Between September 1992, when sterling tumbled unceremoniously out of the ERM, and the first quarter of last year, share prices in the sector almost trebled in value. Since then, they have fallen by almost 30 per cent.
Stock market investors are not alone in wondering what has gone wrong over the past 12 months. The surveying profession is nervously looking over its own shoulder as it struggles to get to grips with the new reality of over-supply, low volumes and a vicious price war to hold on to the little business that is available.
Surveyors are salesmen, whose stock in trade is talking up their own book, so it is perhaps not surprising that much of the research they produce suggests the market is poised for recovery. But it has been poised for a long time now, with little evidence that the light at the end of the tunnel is anything but a distant pinprick.
A rising property market needs either rising rents or falling interest rates, but preferably both. It appears that neither is likely this year.
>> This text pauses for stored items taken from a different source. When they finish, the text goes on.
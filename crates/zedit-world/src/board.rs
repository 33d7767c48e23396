#![forbid(unsafe_code)]

//! Board grid storage.
//!
//! A `Board` is a 2D grid of [`Tile`]s in row-major order:
//! `index = y * width + x`.
//!
//! # Invariants
//!
//! 1. `tiles.len() == width * height`
//! 2. Width and height never change after creation
//! 3. Out-of-range access is a caller bug and panics; the editor always
//!    derives coordinates from this board's own bounds.

use crate::tile::Tile;

/// Classic board width in tiles.
pub const BOARD_WIDTH: u16 = 60;
/// Classic board height in tiles.
pub const BOARD_HEIGHT: u16 = 25;

/// A 2D grid of tiles with a title.
#[derive(Debug, Clone)]
pub struct Board {
    width: u16,
    height: u16,
    title: String,
    tiles: Vec<Tile>,
}

impl Board {
    /// Create an empty board with the given dimensions.
    ///
    /// # Panics
    ///
    /// Panics if width or height is 0.
    #[must_use]
    pub fn new(width: u16, height: u16, title: impl Into<String>) -> Self {
        assert!(width > 0, "board width must be > 0");
        assert!(height > 0, "board height must be > 0");
        let size = width as usize * height as usize;
        Self {
            width,
            height,
            title: title.into(),
            tiles: vec![Tile::default(); size],
        }
    }

    /// An empty board at the classic 60x25 size.
    #[must_use]
    pub fn classic(title: impl Into<String>) -> Self {
        Self::new(BOARD_WIDTH, BOARD_HEIGHT, title)
    }

    /// Board width in tiles.
    #[inline]
    #[must_use]
    pub const fn width(&self) -> u16 {
        self.width
    }

    /// Board height in tiles.
    #[inline]
    #[must_use]
    pub const fn height(&self) -> u16 {
        self.height
    }

    /// Board title.
    #[must_use]
    pub fn title(&self) -> &str {
        &self.title
    }

    /// Rename the board.
    pub fn set_title(&mut self, title: impl Into<String>) {
        self.title = title.into();
    }

    /// Whether the coordinate lies on the board.
    #[inline]
    #[must_use]
    pub const fn contains(&self, x: u16, y: u16) -> bool {
        x < self.width && y < self.height
    }

    #[inline]
    fn index(&self, x: u16, y: u16) -> usize {
        assert!(
            self.contains(x, y),
            "coordinate ({x}, {y}) outside {}x{} board",
            self.width,
            self.height
        );
        y as usize * self.width as usize + x as usize
    }

    /// The tile at (x, y).
    ///
    /// # Panics
    ///
    /// Panics when the coordinate is off the board.
    #[inline]
    #[must_use]
    pub fn tile(&self, x: u16, y: u16) -> &Tile {
        &self.tiles[self.index(x, y)]
    }

    /// Mutable access to the tile at (x, y).
    ///
    /// # Panics
    ///
    /// Panics when the coordinate is off the board.
    #[inline]
    pub fn tile_mut(&mut self, x: u16, y: u16) -> &mut Tile {
        let idx = self.index(x, y);
        &mut self.tiles[idx]
    }

    /// Replace the tile at (x, y).
    ///
    /// # Panics
    ///
    /// Panics when the coordinate is off the board.
    #[inline]
    pub fn set_tile(&mut self, x: u16, y: u16, tile: Tile) {
        let idx = self.index(x, y);
        self.tiles[idx] = tile;
    }
}

#[cfg(test)]
mod tests {
    use super::*;
    use crate::tile::TileKind;

    #[test]
    fn new_board_is_empty() {
        let board = Board::new(10, 5, "test");
        assert_eq!(board.width(), 10);
        assert_eq!(board.height(), 5);
        assert_eq!(board.tile(9, 4).kind, TileKind::Empty);
    }

    #[test]
    fn set_and_get() {
        let mut board = Board::classic("title");
        board.set_tile(3, 3, Tile::new(TileKind::SolidWall, 0x0e));
        assert_eq!(board.tile(3, 3).kind, TileKind::SolidWall);
        assert_eq!(board.tile(3, 3).color, 0x0e);
    }

    #[test]
    #[should_panic(expected = "outside")]
    fn out_of_range_access_panics() {
        let board = Board::new(10, 5, "test");
        let _ = board.tile(10, 0);
    }

    #[test]
    #[should_panic(expected = "width must be > 0")]
    fn zero_width_panics() {
        let _ = Board::new(0, 5, "test");
    }
}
According to Legal & General, which said recently it planned to reduce its exposure to commercial property, the outlook for yields is gloomy.
Although not umbilically linked to base rates and gilt yields they do tend to track those two indicators closely and the fight to restrain inflation means the trend for both is more likely upwards than downwards over the next 12 months.
David Shaw, at L&G, believes the long-run differential between property and gilt yields of about 1.5 per cent is reasonable in a low-inflation environment. With gilts offering 8.75 per cent, investors will accept the current 7.25 per cent available from property, because it offers the prospect of income rising eventually, but probably no less. Hillier Parker reported recently that yields have been rising for two quarters.
As far as the second component of a property's value is concerned - rents - a two-tier market is rapidly forming with demand for top-quality space driving higher the cost of occupying the very best buildings in prime locations.
For the rest, however, the supply overhang from the last development is expected to keep rents in the doldrums.
Legal & General thinks the greater depth of the recession compared with the slumps of the mid-1970s and early 1980s means the rental growth of perhaps 20 per cent that would normally be expected at this stage in the economic cycle is more likely to be just 5 per cent overall this year.
Other depressing effects on the market include the increased focus of investors on the real cost of depreciation and obsolescence on buildings in the absence of inflation pushing nominal values ever higher.
The Chancellor's decision to phase in the otherwise highly beneficial impact of lower business rates on occupiers in the South-east has also removed one hoped-for catalyst for higher rents.
That is all bad news for investors, both direct and indirect through quoted property companies. But it is worse news for the surveying industry, which is only just coming to terms with the fact that current market conditions are normal and the boom of the late 1980s the aberration.
Share prices of the handful of quoted surveyors have slumped over the past year or so as the reality of loss-leader tenders for valuation and agency work has dawned on the market, adding fuel to the already feverish speculation about possible takeovers in the sector.
Like the accountants before them, surveyors accept that the industry is moving towards a far-reaching consolidation that will leave a handful of large, global players able to service increasingly international clients.